Volume 14, Issue 7- September 2013
WPCs Gain Acceptance
Fenestration profiles made of wood fiber-polymer composites (WPCs) continue to make inroads in the marketplace. The trend, driven by cost reductions stemming from volume-sensitive production efficiencies and ongoing improvements in their processing, performance and appearance, follows earlier acceptance for use in shingles, siding and decking components.
WPCs are a blend of one or more of several thermoplastic polymers (e.g., polyethylene blends, high-density polyethylene, polypropylene, polystyrene, styrene copolymers or vinyl) in various proportions along with wood or other natural fibers, particles or flakes. Additional compounding ingredients may include lubricants, stabilizers, modifiers, blowing agents, colorants, pigments, process aids and/or inorganic fillers. The resulting profiles provide the structural integrity and workability of wood along with the durability of a polymer.
1. The polymeric material component resists rot and insects, providing an inherently long product life and requiring minimal routine maintenance;
2. The cellulosic fiber content provides reinforcement, increasing the rigidity of the product, even under elevated temperatures;
3. WPCs can be worked like wood using ordinary tools and fastening techniques;
4. WPCs can be pigmented during processing or painted after installation;
5. WPCs are “green” products capable of virtually 100-percent recycled content.

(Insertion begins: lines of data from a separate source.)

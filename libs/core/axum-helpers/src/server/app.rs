use super::shutdown::{ShutdownCoordinator, coordinated_shutdown};
use crate::errors::handlers::not_found;
use crate::http::{create_cors_layer, security_headers};
use axum::{Router, middleware};
use core_config::server::ServerConfig;
use std::io;
use std::time::Duration;
use tower_http::compression::CompressionLayer;
use tower_http::trace::{DefaultMakeSpan, DefaultOnResponse, TraceLayer};
use tracing::{Level, info};
use utoipa::OpenApi;
use utoipa_swagger_ui::SwaggerUi;

/// Assembles the full router with documentation and cross-cutting middleware.
///
/// - `apis` is nested under `/api` and documented by `T`
/// - `root_routes` (HTML pages, health probes) are merged at `/`
/// - Swagger UI at `/swagger-ui`, spec at `/api-docs/openapi.json`
/// - JSON 404 fallback, request tracing, security headers, compression
/// - CORS only when `server_config.cors_allowed_origin` is set
///
/// Both routers must already have their state applied.
///
/// # Errors
/// Fails when `CORS_ALLOWED_ORIGIN` is set but holds no valid origin.
///
/// ```ignore
/// let router = create_router::<ApiDoc>(api_routes, page_routes, &config.server)?;
/// ```
pub fn create_router<T>(
    apis: Router,
    root_routes: Router,
    server_config: &ServerConfig,
) -> io::Result<Router>
where
    T: OpenApi + 'static,
{
    let router = Router::new()
        .merge(SwaggerUi::new("/swagger-ui").url("/api-docs/openapi.json", T::openapi()))
        .nest("/api", apis)
        .merge(root_routes)
        .fallback(not_found)
        .layer(
            TraceLayer::new_for_http()
                .make_span_with(DefaultMakeSpan::new().level(Level::INFO))
                .on_response(DefaultOnResponse::new().level(Level::INFO)),
        )
        .layer(middleware::from_fn(security_headers));

    let router = match server_config.cors_allowed_origin.as_deref() {
        Some(origins) => {
            info!("CORS configured with allowed origins: {}", origins);
            router.layer(create_cors_layer(origins)?)
        }
        None => router,
    };

    Ok(router.layer(CompressionLayer::new()))
}

/// Serves `router` and runs `cleanup` once a shutdown signal arrives.
///
/// `cleanup` is bounded by `shutdown_timeout`; when it overruns, the process
/// moves on without waiting for it.
///
/// ```ignore
/// let cleanup = async move {
///     db.close().await.ok();
/// };
/// create_production_app(router, &config, Duration::from_secs(30), cleanup).await?;
/// ```
pub async fn create_production_app<F>(
    router: Router,
    server_config: &ServerConfig,
    shutdown_timeout: Duration,
    cleanup: F,
) -> io::Result<()>
where
    F: std::future::Future<Output = ()> + Send + 'static,
{
    let (coordinator, mut shutdown_rx) = ShutdownCoordinator::new();

    let listener = tokio::net::TcpListener::bind(server_config.address()).await?;
    info!("Server starting on {}", listener.local_addr()?);

    let cleanup_handle = tokio::spawn(async move {
        if shutdown_rx.recv().await.is_err() {
            return;
        }

        info!("Starting cleanup tasks (timeout: {:?})", shutdown_timeout);
        match tokio::time::timeout(shutdown_timeout, cleanup).await {
            Ok(()) => info!("Cleanup completed successfully"),
            Err(_) => {
                tracing::warn!(
                    "Cleanup exceeded timeout of {:?}, forcing shutdown",
                    shutdown_timeout
                );
            }
        }
    });

    let serve_result = axum::serve(listener, router.into_make_service())
        .with_graceful_shutdown(coordinated_shutdown(coordinator))
        .await
        .inspect_err(|e| {
            tracing::error!("Server encountered an error: {:?}", e);
        });

    cleanup_handle.await.ok();

    serve_result
}
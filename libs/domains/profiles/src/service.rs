use std::sync::Arc;

use crate::error::{ProfileError, ProfileResult, WriteOp};
use crate::models::{ProfileInput, User};
use crate::repository::ProfileRepository;
use crate::validation::validate_profile;

/// Service layer for profile business logic, shared by the JSON API and the
/// HTML pages
pub struct ProfileService<R: ProfileRepository> {
    repository: Arc<R>,
}

// Clones share the repository, so no `R: Clone` bound
impl<R: ProfileRepository> Clone for ProfileService<R> {
    fn clone(&self) -> Self {
        Self {
            repository: Arc::clone(&self.repository),
        }
    }
}

impl<R: ProfileRepository> ProfileService<R> {
    pub fn new(repository: R) -> Self {
        Self {
            repository: Arc::new(repository),
        }
    }

    /// Validate the input and insert a new user.
    ///
    /// Nothing is written unless every field is valid and the email is free.
    pub async fn create_profile(&self, input: ProfileInput) -> ProfileResult<User> {
        let new_user = validate_profile(&input)?;

        if self.repository.find_by_email(&new_user.email).await?.is_some() {
            return Err(ProfileError::DuplicateEmail {
                email: new_user.email,
                op: WriteOp::Create,
            });
        }

        let email = new_user.email.clone();
        let user = self
            .repository
            .insert(new_user)
            .await
            .map_err(|e| duplicate_on_conflict(e, email, WriteOp::Create))?;

        tracing::info!(user_id = user.id, "Created profile");
        Ok(user)
    }

    /// Validate the input and overwrite every field of user `id`.
    ///
    /// Keeping one's own email is not a conflict.
    pub async fn update_profile(&self, id: i32, input: ProfileInput) -> ProfileResult<User> {
        self.get_profile(id).await?;

        let new_user = validate_profile(&input)?;

        let owner = self.repository.find_by_email(&new_user.email).await?;
        if owner.is_some_and(|other| other.id != id) {
            return Err(ProfileError::DuplicateEmail {
                email: new_user.email,
                op: WriteOp::Update,
            });
        }

        let email = new_user.email.clone();
        let user = self
            .repository
            .update(id, new_user)
            .await
            .map_err(|e| duplicate_on_conflict(e, email, WriteOp::Update))?;

        tracing::info!(user_id = user.id, "Updated profile");
        Ok(user)
    }

    /// All users in id order
    pub async fn list_profiles(&self) -> ProfileResult<Vec<User>> {
        self.repository.find_all().await
    }

    pub async fn get_profile(&self, id: i32) -> ProfileResult<User> {
        self.repository
            .find_by_id(id)
            .await?
            .ok_or(ProfileError::NotFound(id))
    }

    /// Check the backing store is reachable
    pub async fn ping(&self) -> ProfileResult<()> {
        self.repository.ping().await
    }
}

// A concurrent writer can take the email between the lookup and the write
fn duplicate_on_conflict(err: ProfileError, email: String, op: WriteOp) -> ProfileError {
    match err {
        ProfileError::ConstraintViolation(_) => ProfileError::DuplicateEmail { email, op },
        other => other,
    }
}
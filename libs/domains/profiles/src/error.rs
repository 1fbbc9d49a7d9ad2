use axum::{
    Json,
    http::StatusCode,
    response::{IntoResponse, Response},
};
use axum_helpers::{AppError, ErrorCode};
use std::fmt;
use thiserror::Error;

use crate::models::ApiErrorBody;
use crate::validation::ValidationErrors;

/// Which write found the email already taken
#[derive(Debug, Clone, Copy, PartialEq, Eq)]
pub enum WriteOp {
    Create,
    Update,
}

impl fmt::Display for WriteOp {
    fn fmt(&self, f: &mut fmt::Formatter<'_>) -> fmt::Result {
        f.write_str(match self {
            WriteOp::Create => "create",
            WriteOp::Update => "update",
        })
    }
}

#[derive(Debug, Error)]
pub enum ProfileError {
    #[error("Invalid input: {0}")]
    Validation(#[from] ValidationErrors),

    #[error("Email '{email}' already registered ({op})")]
    DuplicateEmail { email: String, op: WriteOp },

    #[error("User not found: {0}")]
    NotFound(i32),

    /// Raised by a store when a write would break the unique email index
    #[error("Constraint violation: {0}")]
    ConstraintViolation(String),

    #[error("Internal error: {0}")]
    Internal(String),
}

pub type ProfileResult<T> = Result<T, ProfileError>;

impl ProfileError {
    /// Body for a 400 response, `None` for errors answered some other way.
    pub fn api_error_body(&self) -> Option<ApiErrorBody> {
        match self {
            ProfileError::Validation(errors) => errors.first().map(|first| ApiErrorBody {
                error: first.api_error().to_string(),
                message: first.detail.clone(),
            }),
            ProfileError::DuplicateEmail { op, .. } => Some(ApiErrorBody {
                error: duplicate_message(*op).to_string(),
                message: None,
            }),
            ProfileError::ConstraintViolation(_) => Some(ApiErrorBody {
                error: duplicate_message(WriteOp::Create).to_string(),
                message: None,
            }),
            ProfileError::NotFound(_) | ProfileError::Internal(_) => None,
        }
    }
}

fn duplicate_message(op: WriteOp) -> &'static str {
    match op {
        WriteOp::Create => "email already registered",
        WriteOp::Update => "email already registered by another user",
    }
}

impl IntoResponse for ProfileError {
    fn into_response(self) -> Response {
        if let Some(body) = self.api_error_body() {
            let error_code = match &self {
                ProfileError::Validation(_) => ErrorCode::ValidationError,
                _ => ErrorCode::Conflict,
            };
            tracing::info!(error_code = error_code.code(), error = %self, "Rejected profile write");
            return (StatusCode::BAD_REQUEST, Json(body)).into_response();
        }

        let app_error = match self {
            ProfileError::NotFound(id) => AppError::NotFound(format!("User {} not found", id)),
            other => AppError::InternalServerError(other.to_string()),
        };
        app_error.into_response()
    }
}
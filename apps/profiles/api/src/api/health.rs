//! Readiness check against the profile store.

use axum::{
    extract::State,
    response::{IntoResponse, Response},
};
use axum_helpers::server::{HealthCheckFuture, run_health_checks};
use domain_profiles::{ProfileRepository, ProfileService};

/// Readiness check endpoint that round-trips to the store.
///
/// The in-memory store always answers; PostgreSQL runs `SELECT 1`.
pub async fn ready_handler<R: ProfileRepository>(
    State(service): State<ProfileService<R>>,
) -> Response {
    let checks: Vec<(&str, HealthCheckFuture<'_>)> = vec![(
        "database",
        Box::pin(async {
            service
                .ping()
                .await
                .map_err(|e| format!("Store ping failed: {}", e))
        }),
    )];

    match run_health_checks(checks).await {
        Ok((status, json)) => (status, json).into_response(),
        Err((status, json)) => (status, json).into_response(),
    }
}

#[cfg(test)]
mod tests {
    use super::*;
    use axum::body::Body;
    use axum::http::{Request, StatusCode};
    use domain_profiles::InMemoryProfileRepository;
    use tower::ServiceExt;

    #[tokio::test]
    async fn test_ready_with_memory_store() {
        let service = ProfileService::new(InMemoryProfileRepository::new());
        let response = crate::api::ready_router(service)
            .oneshot(Request::get("/ready").body(Body::empty()).unwrap())
            .await
            .unwrap();
        assert_eq!(response.status(), StatusCode::OK);
    }
}
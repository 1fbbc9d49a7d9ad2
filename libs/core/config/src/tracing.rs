use crate::Environment;
use tracing::{debug, info};
use tracing_subscriber::{prelude::*, EnvFilter};

/// Install color-eyre with a project-standard configuration.
///
/// Call this early in main() before any fallible operations. Safe to call
/// multiple times.
pub fn install_color_eyre() {
    let _ = color_eyre::config::HookBuilder::default()
        .display_location_section(true)
        .display_env_section(false)
        .install();
}

/// Initialize tracing with environment-aware configuration and error span capture.
///
/// - **Production** (`APP_ENV=production`): JSON lines, no module targets.
/// - **Development** (default): pretty-printed output.
///
/// `RUST_LOG` overrides the default filter in both modes. Calling this more
/// than once is a no-op, which keeps tests that share a process happy.
pub fn init_tracing(environment: &Environment) {
    let is_production = environment.is_production();

    let filter = EnvFilter::try_from_default_env().unwrap_or_else(|_| {
        if is_production {
            EnvFilter::new("info,tower_http=info,sqlx=warn,sea_orm=warn")
        } else {
            EnvFilter::new("debug,tower_http=debug,sqlx=info,sea_orm=info")
        }
    });

    let result = if is_production {
        tracing_subscriber::registry()
            .with(
                tracing_subscriber::fmt::layer()
                    .json()
                    .with_target(false)
                    .flatten_event(true),
            )
            .with(tracing_error::ErrorLayer::default())
            .with(filter)
            .try_init()
    } else {
        tracing_subscriber::registry()
            .with(
                tracing_subscriber::fmt::layer()
                    .with_target(true)
                    .with_file(false)
                    .with_line_number(false)
                    .pretty(),
            )
            .with(tracing_error::ErrorLayer::default())
            .with(filter)
            .try_init()
    };

    match result {
        Ok(_) => info!("Tracing initialized. Environment: {:?}", environment),
        Err(_) => debug!("Tracing already initialized, skipping re-initialization"),
    }
}
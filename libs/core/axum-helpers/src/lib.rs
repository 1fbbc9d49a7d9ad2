//! # Axum Helpers
//!
//! Shared building blocks for the HTTP services in this workspace.
//!
//! ## Modules
//!
//! - **[`server`]**: router assembly, health checks, graceful shutdown
//! - **[`http`]**: CORS and security header middleware
//! - **[`errors`]**: structured error responses with error codes
//! - **[`extractors`]**: integer id path and lenient JSON extractors
//!
//! ## Quick Start
//!
//! ```ignore
//! use axum::Router;
//! use axum_helpers::server::{create_production_app, create_router};
//! use core_config::server::ServerConfig;
//! use std::time::Duration;
//! use utoipa::OpenApi;
//!
//! #[derive(OpenApi)]
//! #[openapi(paths())]
//! struct ApiDoc;
//!
//! #[tokio::main]
//! async fn main() -> std::io::Result<()> {
//!     let config = ServerConfig::default();
//!     let router = create_router::<ApiDoc>(Router::new(), Router::new(), &config)?;
//!     create_production_app(router, &config, Duration::from_secs(30), async {}).await
//! }
//! ```

pub mod errors;
pub mod extractors;
pub mod http;
pub mod server;

pub use server::{
    HealthCheckFuture, HealthResponse, ShutdownCoordinator, create_production_app, create_router,
    health_router, run_health_checks, shutdown_signal,
};

pub use http::{create_cors_layer, security_headers};

pub use errors::{AppError, ErrorCode, ErrorResponse};

pub use extractors::{IdPath, LenientJson};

As with other engineered polymeric materials, composites establish themselves in the marketplace and deliver their benefits only to the extent that their performance can be evaluated objectively and uniformly by specifiers. AAMA consensus standards provide the objective data for such evaluation and form the foundation of a quality assurance system for buyers, specifiers and fabricators of WPC products, as well as a reference point for national code organizations and local code officials. They also form the basis of AAMA certification programs for fenestration profiles.
Among the more recent additions to this family of performance standards—which includes AAMA 303 for PVC profiles, AAMA 304 for acrylonitrile-butadiene-styrene, AAMA 305 for fiberglass, AAMA 308 for cellular PVC, AAMA 310 for reinforced thermoplastic and AAMA 313 for molded aliphatic polyurethane elastomers—are AAMA 309, Standard Specification for Classification of Rigid Thermoplastic/Cellulosic Composite Materials and AAMA 311, Voluntary Specification for Rigid Thermoplastic Cellulosic Composite Fenestration Exterior Profiles. The latter serves as the basis for certification of profiles per the AAMA 109 profile certification program procedural guide.
Originally issued in 2004, AAMA 309 defines a cell classification system, resulting in a nine-digit designation number that defines various ranges of properties: resin type, percent cellulose content, specific gravity, impact resistance, flexural modulus, flexural strength, thermal expansion, temperature at which deflection can occur and percent weight change due to water absorption. Tests are specified that can be used to determine these properties. Lead content must be separately measured per ASTM E1753 and must not exceed 0.02 percent by weight.
The new edition of AAMA 309 adds a test method and performance criteria for solar heat buildup based on ASTM D4803, Standard Test Method for Predicting Heat Buildup in PVC Building Products.
The progress that AAMA’s Wood and Cellulosic Composite Material Council has made in staying ahead of the technological curve is due to the enthusiastic participation both of suppliers and manufacturers involved in the cellulosic composite industry. They serve as positive examples of AAMA’s ongoing document development consensus process.
Dean Lewis serves as educational and technical information manager for the American Architectural Manufacturers Association in Schaumburg, Ill.